"Literature adds to reality, it does not simply describe it. It enriches the necessary competencies that daily life requires and provides;
and in this respect, it irrigates the deserts that our lives have already become." C.S. Lewis

Wednesday, July 16, 2014

I Can't Stand Tall Enough....

Those were days with no concrete thoughts – but many impressions.  If my husband was missing, I was fretful.  If nurses attempted to turn my body or change IV lines or pound my lungs to prevent pneumonia, I was resentful.  If music was playing, I would become settled.

As consciousness gradually wound its way around the impressions, any knowledge was flimsy, fleeting.  Time and people and surroundings were like slides on a projector screen that didn’t remain long enough for me to identify the faces or places.  Meanwhile pain was constant and confusing – I was weeks away from a context for all of this fragmentation.

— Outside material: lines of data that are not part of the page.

//! Error types for agent invocation.

use thiserror::Error;

use crate::roles::AgentRole;

/// Result type alias for agent operations.
pub type AgentResult<T> = Result<T, AgentError>;

/// Errors that can occur while invoking an agent.
///
/// Every variant is an invocation failure from the caller's point of view.
#[derive(Error, Debug, Clone, PartialEq)]
pub enum AgentError {
    #[error("Agent {role} invocation failed: {message}")]
    Invocation { role: AgentRole, message: String },

    #[error("Agent {role} returned unparseable output: {message}")]
    Parse { role: AgentRole, message: String },

    #[error("Agent {role} timed out after {seconds}s")]
    Timeout { role: AgentRole, seconds: u64 },

    #[error("Expected a {expected} response, got {actual}")]
    UnexpectedResponse {
        expected: AgentRole,
        actual: AgentRole,
    },

    #[error("LLM not configured: {0}")]
    NotConfigured(String),
}

impl AgentError {
    /// Create an invocation error.
    pub fn invocation(role: AgentRole, message: impl Into<String>) -> Self {
        Self::Invocation {
            role,
            message: message.into(),
        }
    }

    /// Create a parse error.
    pub fn parse(role: AgentRole, message: impl Into<String>) -> Self {
        Self::Parse {
            role,
            message: message.into(),
        }
    }

    /// Role the failed call was addressed to, if known.
    pub fn role(&self) -> Option<AgentRole> {
        match self {
            AgentError::Invocation { role, .. }
            | AgentError::Parse { role, .. }
            | AgentError::Timeout { role, .. } => Some(*role),
            AgentError::UnexpectedResponse { expected, .. } => Some(*expected),
            AgentError::NotConfigured(_) => None,
        }
    }
}
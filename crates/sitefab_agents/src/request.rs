//! Request and response schemas for every agent role.
//!
//! Each role has one request payload and one response payload. The closed
//! [`AgentRequest`] and [`AgentResponse`] enums carry them across the single
//! invocation boundary.

use serde::{Deserialize, Serialize};
use serde_json::{Map, Value};

use sitefab_kb::{KnowledgeEntry, ScoredEntry, Signature};
use sitefab_spec::{Checklist, ProjectPlan};

use crate::roles::AgentRole;

/// Note attached to every advisory context handed to the debugger.
pub const REFERENCE_ONLY_NOTE: &str = "reference only: earlier fixes for similar errors. \
They may have been patches rather than root-cause fixes. Verify they apply to this error \
before reusing any part of them.";

/// A source file passed to an agent as context.
#[derive(Debug, Clone, PartialEq, Eq, Serialize, Deserialize)]
pub struct SourceFile {
    pub path: String,
    pub content: String,
}

impl SourceFile {
    pub fn new(path: impl Into<String>, content: impl Into<String>) -> Self {
        Self {
            path: path.into(),
            content: content.into(),
        }
    }
}

/// A file written by an agent.
#[derive(Debug, Clone, PartialEq, Eq, Serialize, Deserialize)]
pub struct GeneratedFile {
    /// Path relative to the project root
    pub filename: String,
    pub content: String,
}

impl GeneratedFile {
    pub fn new(filename: impl Into<String>, content: impl Into<String>) -> Self {
        Self {
            filename: filename.into(),
            content: content.into(),
        }
    }
}

/// Knowledge base results offered to the debugger.
///
/// The content is reference material only; nothing here is ever written to
/// the project.
#[derive(Debug, Clone, PartialEq, Serialize, Deserialize)]
pub struct AdvisoryContext {
    pub note: String,
    /// Most recent verified fix for the exact error signature
    pub known_solution: Option<KnowledgeEntry>,
    /// Fixes for similar errors, best first
    pub similar_incidents: Vec<ScoredEntry>,
}

impl Default for AdvisoryContext {
    fn default() -> Self {
        Self::empty()
    }
}

impl AdvisoryContext {
    pub fn empty() -> Self {
        Self {
            note: REFERENCE_ONLY_NOTE.to_string(),
            known_solution: None,
            similar_incidents: Vec::new(),
        }
    }

    /// Build a context, removing the exact hit from the similar list.
    pub fn new(known_solution: Option<KnowledgeEntry>, similar: Vec<ScoredEntry>) -> Self {
        let similar_incidents = match &known_solution {
            Some(known) => similar
                .into_iter()
                .filter(|s| &s.entry != known)
                .collect(),
            None => similar,
        };
        Self {
            note: REFERENCE_ONLY_NOTE.to_string(),
            known_solution,
            similar_incidents,
        }
    }

    pub fn is_empty(&self) -> bool {
        self.known_solution.is_none() && self.similar_incidents.is_empty()
    }
}

/// Summary of an earlier recovery attempt for the same scope.
#[derive(Debug, Clone, PartialEq, Eq, Serialize, Deserialize)]
pub struct AttemptSummary {
    pub attempt: u32,
    pub signature: Signature,
    pub root_cause: Option<String>,
    pub fix_target: Option<String>,
    pub outcome: String,
}

// ---------------------------------------------------------------------------
// Requests
// ---------------------------------------------------------------------------

#[derive(Debug, Clone, PartialEq, Serialize, Deserialize)]
pub struct PlanRequest {
    pub checklist: Checklist,
}

#[derive(Debug, Clone, PartialEq, Serialize, Deserialize)]
pub struct DesignRequest {
    pub component: String,
    pub details: Value,
}

#[derive(Debug, Clone, PartialEq, Serialize, Deserialize)]
pub struct CopyRequest {
    pub design_spec: DesignSpec,
}

/// Coder tasks.
#[derive(Debug, Clone, PartialEq, Serialize, Deserialize)]
#[serde(tag = "task", rename_all = "snake_case")]
pub enum CodeRequest {
    /// Write a component from its design spec.
    Component { name: String, spec: DesignSpec },
    /// Compose a page from already generated components.
    Page {
        name: String,
        path: String,
        components: Vec<String>,
    },
    /// Rewrite one file to remove the diagnosed root cause.
    Fix(FixRequest),
}

#[derive(Debug, Clone, PartialEq, Serialize, Deserialize)]
pub struct FixRequest {
    pub file_to_fix: String,
    pub code_to_fix: String,
    pub root_cause: String,
    pub fix_instructions: String,
    /// Other implicated files
    pub context: Vec<SourceFile>,
}

#[derive(Debug, Clone, PartialEq, Serialize, Deserialize)]
pub struct TestRequest {
    pub component: String,
    pub source_file: String,
    pub source: String,
}

#[derive(Debug, Clone, PartialEq, Serialize, Deserialize)]
pub struct FileAnalysisRequest {
    pub error_log: String,
    /// Files the analyzer may choose from
    pub available_files: Vec<String>,
}

#[derive(Debug, Clone, PartialEq, Serialize, Deserialize)]
pub struct DiagnosisRequest {
    pub error_log: String,
    /// Validator kind that produced the log
    pub error_kind: String,
    pub codebase: Vec<SourceFile>,
    pub advisory: AdvisoryContext,
    pub history: Vec<AttemptSummary>,
}

#[derive(Debug, Clone, PartialEq, Serialize, Deserialize)]
pub struct E2eRequest {
    pub checklist: Checklist,
}

/// A request to one agent role.
#[derive(Debug, Clone, PartialEq, Serialize, Deserialize)]
#[serde(tag = "role", content = "input", rename_all = "snake_case")]
pub enum AgentRequest {
    Planner(PlanRequest),
    Designer(DesignRequest),
    Copywriter(CopyRequest),
    Coder(CodeRequest),
    Tester(TestRequest),
    FileAnalyzer(FileAnalysisRequest),
    Debugger(DiagnosisRequest),
    E2eTester(E2eRequest),
}

impl AgentRequest {
    pub fn role(&self) -> AgentRole {
        match self {
            AgentRequest::Planner(_) => AgentRole::Planner,
            AgentRequest::Designer(_) => AgentRole::Designer,
            AgentRequest::Copywriter(_) => AgentRole::Copywriter,
            AgentRequest::Coder(_) => AgentRole::Coder,
            AgentRequest::Tester(_) => AgentRole::Tester,
            AgentRequest::FileAnalyzer(_) => AgentRole::FileAnalyzer,
            AgentRequest::Debugger(_) => AgentRole::Debugger,
            AgentRequest::E2eTester(_) => AgentRole::E2eTester,
        }
    }

    /// The request payload as JSON, the user message sent to a model.
    pub fn payload(&self) -> Value {
        let result = match self {
            AgentRequest::Planner(r) => serde_json::to_value(r),
            AgentRequest::Designer(r) => serde_json::to_value(r),
            AgentRequest::Copywriter(r) => serde_json::to_value(r),
            AgentRequest::Coder(r) => serde_json::to_value(r),
            AgentRequest::Tester(r) => serde_json::to_value(r),
            AgentRequest::FileAnalyzer(r) => serde_json::to_value(r),
            AgentRequest::Debugger(r) => serde_json::to_value(r),
            AgentRequest::E2eTester(r) => serde_json::to_value(r),
        };
        result.unwrap_or(Value::Null)
    }
}

// ---------------------------------------------------------------------------
// Responses
// ---------------------------------------------------------------------------

/// Designer output: a JSON object describing structure and props.
#[derive(Debug, Clone, Default, PartialEq, Serialize, Deserialize)]
#[serde(transparent)]
pub struct DesignSpec(pub Map<String, Value>);

impl DesignSpec {
    /// Merge finalized copy into the spec's `props` object.
    pub fn merge_copy(&mut self, copy: &CopyDeck) {
        let props = self
            .0
            .entry("props")
            .or_insert_with(|| Value::Object(Map::new()));
        if !props.is_object() {
            *props = Value::Object(Map::new());
        }
        if let Value::Object(props) = props {
            for (key, value) in &copy.0 {
                props.insert(key.clone(), value.clone());
            }
        }
    }

    pub fn props(&self) -> Option<&Map<String, Value>> {
        self.0.get("props").and_then(Value::as_object)
    }
}

/// Copywriter output: finalized copy strings keyed by placeholder or prop name.
#[derive(Debug, Clone, Default, PartialEq, Serialize, Deserialize)]
#[serde(transparent)]
pub struct CopyDeck(pub Map<String, Value>);

#[derive(Debug, Clone, PartialEq, Eq, Serialize, Deserialize)]
pub struct FileAnalysis {
    pub relevant_files: Vec<String>,
}

#[derive(Debug, Clone, PartialEq, Eq, Serialize, Deserialize)]
pub struct Diagnosis {
    pub file_to_fix: String,
    pub root_cause_analysis: String,
    pub fix_suggestion: String,
}

/// A response from one agent role.
#[derive(Debug, Clone, PartialEq, Serialize, Deserialize)]
#[serde(tag = "role", content = "output", rename_all = "snake_case")]
pub enum AgentResponse {
    Plan(ProjectPlan),
    Design(DesignSpec),
    Copy(CopyDeck),
    Code(GeneratedFile),
    Test(GeneratedFile),
    FileAnalysis(FileAnalysis),
    Diagnosis(Diagnosis),
    E2e(GeneratedFile),
}

impl AgentResponse {
    /// Role that produces this kind of response.
    pub fn role(&self) -> AgentRole {
        match self {
            AgentResponse::Plan(_) => AgentRole::Planner,
            AgentResponse::Design(_) => AgentRole::Designer,
            AgentResponse::Copy(_) => AgentRole::Copywriter,
            AgentResponse::Code(_) => AgentRole::Coder,
            AgentResponse::Test(_) => AgentRole::Tester,
            AgentResponse::FileAnalysis(_) => AgentRole::FileAnalyzer,
            AgentResponse::Diagnosis(_) => AgentRole::Debugger,
            AgentResponse::E2e(_) => AgentRole::E2eTester,
        }
    }
}
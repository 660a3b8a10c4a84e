//! Error types for the spec module.

use std::path::PathBuf;
use thiserror::Error;

/// Result type alias for spec operations.
pub type SpecResult<T> = Result<T, SpecError>;

/// Errors that can occur while reading or validating checklists and plans.
#[derive(Error, Debug)]
pub enum SpecError {
    #[error("Checklist not found at path: {0}")]
    NotFound(PathBuf),

    #[error("Unsupported checklist format for file {0} (expected .json, .yaml or .yml)")]
    UnsupportedFormat(PathBuf),

    #[error("Checklist validation failed: {0}")]
    ValidationFailed(String),

    #[error("Invalid project plan: {0}")]
    InvalidPlan(String),

    #[error("IO error: {0}")]
    Io(#[from] std::io::Error),

    #[error("YAML parsing error: {0}")]
    Yaml(#[from] serde_yaml::Error),

    #[error("JSON parsing error: {0}")]
    Json(#[from] serde_json::Error),
}
//! Checklist file reading.

use std::fs;
use std::path::Path;

use tracing::debug;

use crate::checklist::Checklist;
use crate::error::{SpecError, SpecResult};

/// Reader for checklist files.
pub struct ChecklistReader;

impl ChecklistReader {
    /// Read a checklist from a `.json`, `.yaml` or `.yml` file.
    ///
    /// A file may contain either the bare checklist or the request envelope
    /// `{"checklist": {...}}` posted by the web form.
    pub fn read(path: impl AsRef<Path>) -> SpecResult<Checklist> {
        let path = path.as_ref();
        if !path.exists() {
            return Err(SpecError::NotFound(path.to_path_buf()));
        }
        debug!("Reading checklist from {:?}", path);

        let content = fs::read_to_string(path)?;
        let extension = path
            .extension()
            .map(|e| e.to_string_lossy().to_lowercase())
            .unwrap_or_default();

        let value: serde_json::Value = match extension.as_str() {
            "json" => serde_json::from_str(&content)?,
            "yaml" | "yml" => serde_yaml::from_str(&content)?,
            _ => return Err(SpecError::UnsupportedFormat(path.to_path_buf())),
        };

        Self::from_value(value)
    }

    /// Parse a checklist from a JSON string.
    pub fn from_json(content: &str) -> SpecResult<Checklist> {
        Self::from_value(serde_json::from_str(content)?)
    }

    fn from_value(value: serde_json::Value) -> SpecResult<Checklist> {
        let inner = match value {
            serde_json::Value::Object(mut map) if map.contains_key("checklist") => map
                .remove("checklist")
                .unwrap_or(serde_json::Value::Null),
            other => other,
        };
        Ok(serde_json::from_value(inner)?)
    }
}

#[cfg(test)]
mod tests {
    use super::*;
    use tempfile::TempDir;

    #[test]
    fn test_read_request_envelope() {
        let checklist = ChecklistReader::from_json(
            r#"{"checklist": {"pages": [{"name": "Home", "path": "/"}]}}"#,
        )
        .unwrap();
        assert_eq!(checklist.pages[0].name, "Home");
    }

    #[test]
    fn test_read_yaml_file() {
        let temp = TempDir::new().unwrap();
        let path = temp.path().join("site.yaml");
        fs::write(
            &path,
            "branding:\n  colors:\n    primary: '#123456'\npages:\n  - name: Home\n    path: /\n    sections:\n      - component: Hero\n",
        )
        .unwrap();

        let checklist = ChecklistReader::read(&path).unwrap();
        assert_eq!(checklist.branding.primary_color(), "#123456");
        assert_eq!(checklist.pages[0].sections[0].component, "Hero");
    }

    #[test]
    fn test_unsupported_extension() {
        let temp = TempDir::new().unwrap();
        let path = temp.path().join("site.txt");
        fs::write(&path, "pages: []").unwrap();
        assert!(matches!(
            ChecklistReader::read(&path),
            Err(SpecError::UnsupportedFormat(_))
        ));
    }

    #[test]
    fn test_missing_file() {
        assert!(matches!(
            ChecklistReader::read("/definitely/not/here.json"),
            Err(SpecError::NotFound(_))
        ));
    }
}
//! File-backed knowledge store.
//!
//! Entries are stored one JSON object per line:
//!
//! ```text
//! .sitefab/kb/incidents.jsonl
//! {"signature":"ModuleNotFound:3fa2...","root_cause":"...","fix":{...},...}
//! {"signature":"TypeError:91cc...","root_cause":"...","fix":{...},...}
//! ```
//!
//! The file is only ever appended to. It is read once on first use and kept in
//! an in-process cache afterwards.

use std::path::{Path, PathBuf};

use async_trait::async_trait;
use parking_lot::RwLock;
use tokio::fs::{self, OpenOptions};
use tokio::io::AsyncWriteExt;
use tokio::sync::Mutex;
use tracing::{debug, info, warn};

use crate::entry::{KbStats, KnowledgeEntry, ScoredEntry};
use crate::error::KbResult;
use crate::fingerprint::Signature;
use crate::store::{compute_stats, latest_for, rank_similar, KnowledgeStore};

/// Default location of the knowledge base file, relative to the working directory.
pub const DEFAULT_KB_PATH: &str = ".sitefab/kb/incidents.jsonl";

/// Knowledge store backed by a JSON-lines file.
pub struct JsonlKnowledgeStore {
    path: PathBuf,
    cache: RwLock<Option<Vec<KnowledgeEntry>>>,
    append_lock: Mutex<()>,
}

impl JsonlKnowledgeStore {
    pub fn new(path: impl AsRef<Path>) -> Self {
        Self {
            path: path.as_ref().to_path_buf(),
            cache: RwLock::new(None),
            append_lock: Mutex::new(()),
        }
    }

    pub fn path(&self) -> &Path {
        &self.path
    }

    /// Load the file into the cache if it has not been loaded yet.
    async fn ensure_loaded(&self) -> KbResult<()> {
        let loaded = self.cache.read().is_some();
        if loaded {
            return Ok(());
        }

        let entries = self.read_file().await?;
        let mut cache = self.cache.write();
        if cache.is_none() {
            debug!(path = ?self.path, entries = entries.len(), "Loaded knowledge base");
            *cache = Some(entries);
        }
        Ok(())
    }

    async fn read_file(&self) -> KbResult<Vec<KnowledgeEntry>> {
        let content = match fs::read_to_string(&self.path).await {
            Ok(content) => content,
            Err(e) if e.kind() == std::io::ErrorKind::NotFound => return Ok(Vec::new()),
            Err(e) => return Err(e.into()),
        };

        let mut entries = Vec::new();
        for (index, line) in content.lines().enumerate() {
            if line.trim().is_empty() {
                continue;
            }
            match serde_json::from_str::<KnowledgeEntry>(line) {
                Ok(entry) => entries.push(entry),
                Err(e) => warn!(
                    path = ?self.path,
                    line = index + 1,
                    error = %e,
                    "Skipping corrupt knowledge base line"
                ),
            }
        }
        Ok(entries)
    }

    fn with_entries<R>(&self, f: impl FnOnce(&[KnowledgeEntry]) -> R) -> R {
        let cache = self.cache.read();
        f(cache.as_deref().unwrap_or(&[]))
    }
}

#[async_trait]
impl KnowledgeStore for JsonlKnowledgeStore {
    async fn lookup_exact(&self, signature: &Signature) -> KbResult<Option<KnowledgeEntry>> {
        self.ensure_loaded().await?;
        Ok(self.with_entries(|entries| latest_for(entries, signature).cloned()))
    }

    async fn lookup_similar(&self, error_text: &str, k: usize) -> KbResult<Vec<ScoredEntry>> {
        self.ensure_loaded().await?;
        Ok(self.with_entries(|entries| rank_similar(entries, error_text, k)))
    }

    async fn record(&self, entry: KnowledgeEntry) -> KbResult<()> {
        entry.validate()?;
        let line = serde_json::to_string(&entry)?;

        let _guard = self.append_lock.lock().await;
        self.ensure_loaded().await?;

        if let Some(parent) = self.path.parent() {
            if !parent.as_os_str().is_empty() {
                fs::create_dir_all(parent).await?;
            }
        }

        let mut file = OpenOptions::new()
            .create(true)
            .append(true)
            .open(&self.path)
            .await?;
        file.write_all(format!("{}\n", line).as_bytes()).await?;
        file.flush().await?;

        info!(signature = %entry.signature, "Recorded verified fix");
        if let Some(entries) = self.cache.write().as_mut() {
            entries.push(entry);
        }
        Ok(())
    }

    async fn occurrences(&self, signature: &Signature) -> KbResult<usize> {
        self.ensure_loaded().await?;
        Ok(self.with_entries(|entries| {
            entries.iter().filter(|e| &e.signature == signature).count()
        }))
    }

    async fn stats(&self) -> KbResult<KbStats> {
        self.ensure_loaded().await?;
        Ok(self.with_entries(compute_stats))
    }
}
//! Agent role definitions.

use serde::{Deserialize, Serialize};

/// The closed set of agent roles driven by the pipeline.
#[derive(Debug, Clone, Copy, PartialEq, Eq, Hash, Serialize, Deserialize)]
#[serde(rename_all = "snake_case")]
pub enum AgentRole {
    Planner,
    Designer,
    Copywriter,
    Coder,
    Tester,
    FileAnalyzer,
    Debugger,
    E2eTester,
}

impl AgentRole {
    pub fn as_str(&self) -> &'static str {
        match self {
            AgentRole::Planner => "planner",
            AgentRole::Designer => "designer",
            AgentRole::Copywriter => "copywriter",
            AgentRole::Coder => "coder",
            AgentRole::Tester => "tester",
            AgentRole::FileAnalyzer => "file_analyzer",
            AgentRole::Debugger => "debugger",
            AgentRole::E2eTester => "e2e_tester",
        }
    }

    pub fn description(&self) -> &'static str {
        match self {
            AgentRole::Planner => "Turns a checklist into an ordered component and page plan",
            AgentRole::Designer => "Designs component structure and props",
            AgentRole::Copywriter => "Writes final copy for design placeholders",
            AgentRole::Coder => "Writes component, page and fix source files",
            AgentRole::Tester => "Writes unit and accessibility tests for components",
            AgentRole::FileAnalyzer => "Finds the source files implicated by an error log",
            AgentRole::Debugger => "Diagnoses the root cause of a failure",
            AgentRole::E2eTester => "Writes end-to-end browser tests for the site",
        }
    }

    pub fn all() -> Vec<Self> {
        vec![
            AgentRole::Planner,
            AgentRole::Designer,
            AgentRole::Copywriter,
            AgentRole::Coder,
            AgentRole::Tester,
            AgentRole::FileAnalyzer,
            AgentRole::Debugger,
            AgentRole::E2eTester,
        ]
    }
}

impl std::fmt::Display for AgentRole {
    fn fmt(&self, f: &mut std::fmt::Formatter<'_>) -> std::fmt::Result {
        write!(f, "{}", self.as_str())
    }
}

I had desires:  I wanted my shoes, so I could leave.  I wanted to be helped to an upright position, so I could go use the bathroom.  I wanted my kids, desperately.  These were frustrating urges because my ability to communicate seemed so limited.  Somehow, the obstacle was making people understand – not my brokenness.

Oddly, through the haze of pain and drugs and trauma, frustration, fretting and desperation, there was no fear.  Underneath, around and through everything was the solid confidence that I am loved. 

I am loved. 

I am loved. 
…with a love beyond my humanity and mortality – a love of my soul, my essence, my me-ness.  I am loved by the One who carefully made me, and called me by name, and walks through the fire and the water with me, and promises to be with me always, even to the end of the age.

Everything shifted perspective for me in the ICU in Bethlehem.  I had been so focused on so many wrong things about holiness and obedience in my attempt to know God, that I missed the most pervasive scriptural truth.  God loves me.  That gloriously shining knowledge eclipses all the rule keeping that leaves me entangled in my sin and my self. 

Within the cacophony of life weighted by performance and unachievable standards of holiness, I was silenced with the completeness of my redemption. 

And as physical healing came, that undergirding certainty blessedly did not leave.  It colors the way I process everything.  But what harm have I done with my deformed perspective through 25 years of parenting?  That question gnaws at me.  I should have been a different wife, mother, sister, friend.  “Beloved, let us love one another, for love is of God and everyone that loves is born of God and knows God.  The one who does not love does not know God, for God is love.”  I memorized those words and taught them to my children; but I didn’t understand them and I didn’t live them.  I didn’t love my family – not in the gracious way I am loved.  My love and acceptance was always conditional and formulaic.  What warped view did I teach them of God?

Standing here, looking back, I am tempted to fear the effect of my blindness on those I should have loved better.  But I am aware again of the Everlasting Arms that have been enveloping me and I relinquish my presumption and pride.  Because I am short; I can’t stand tall enough to block God.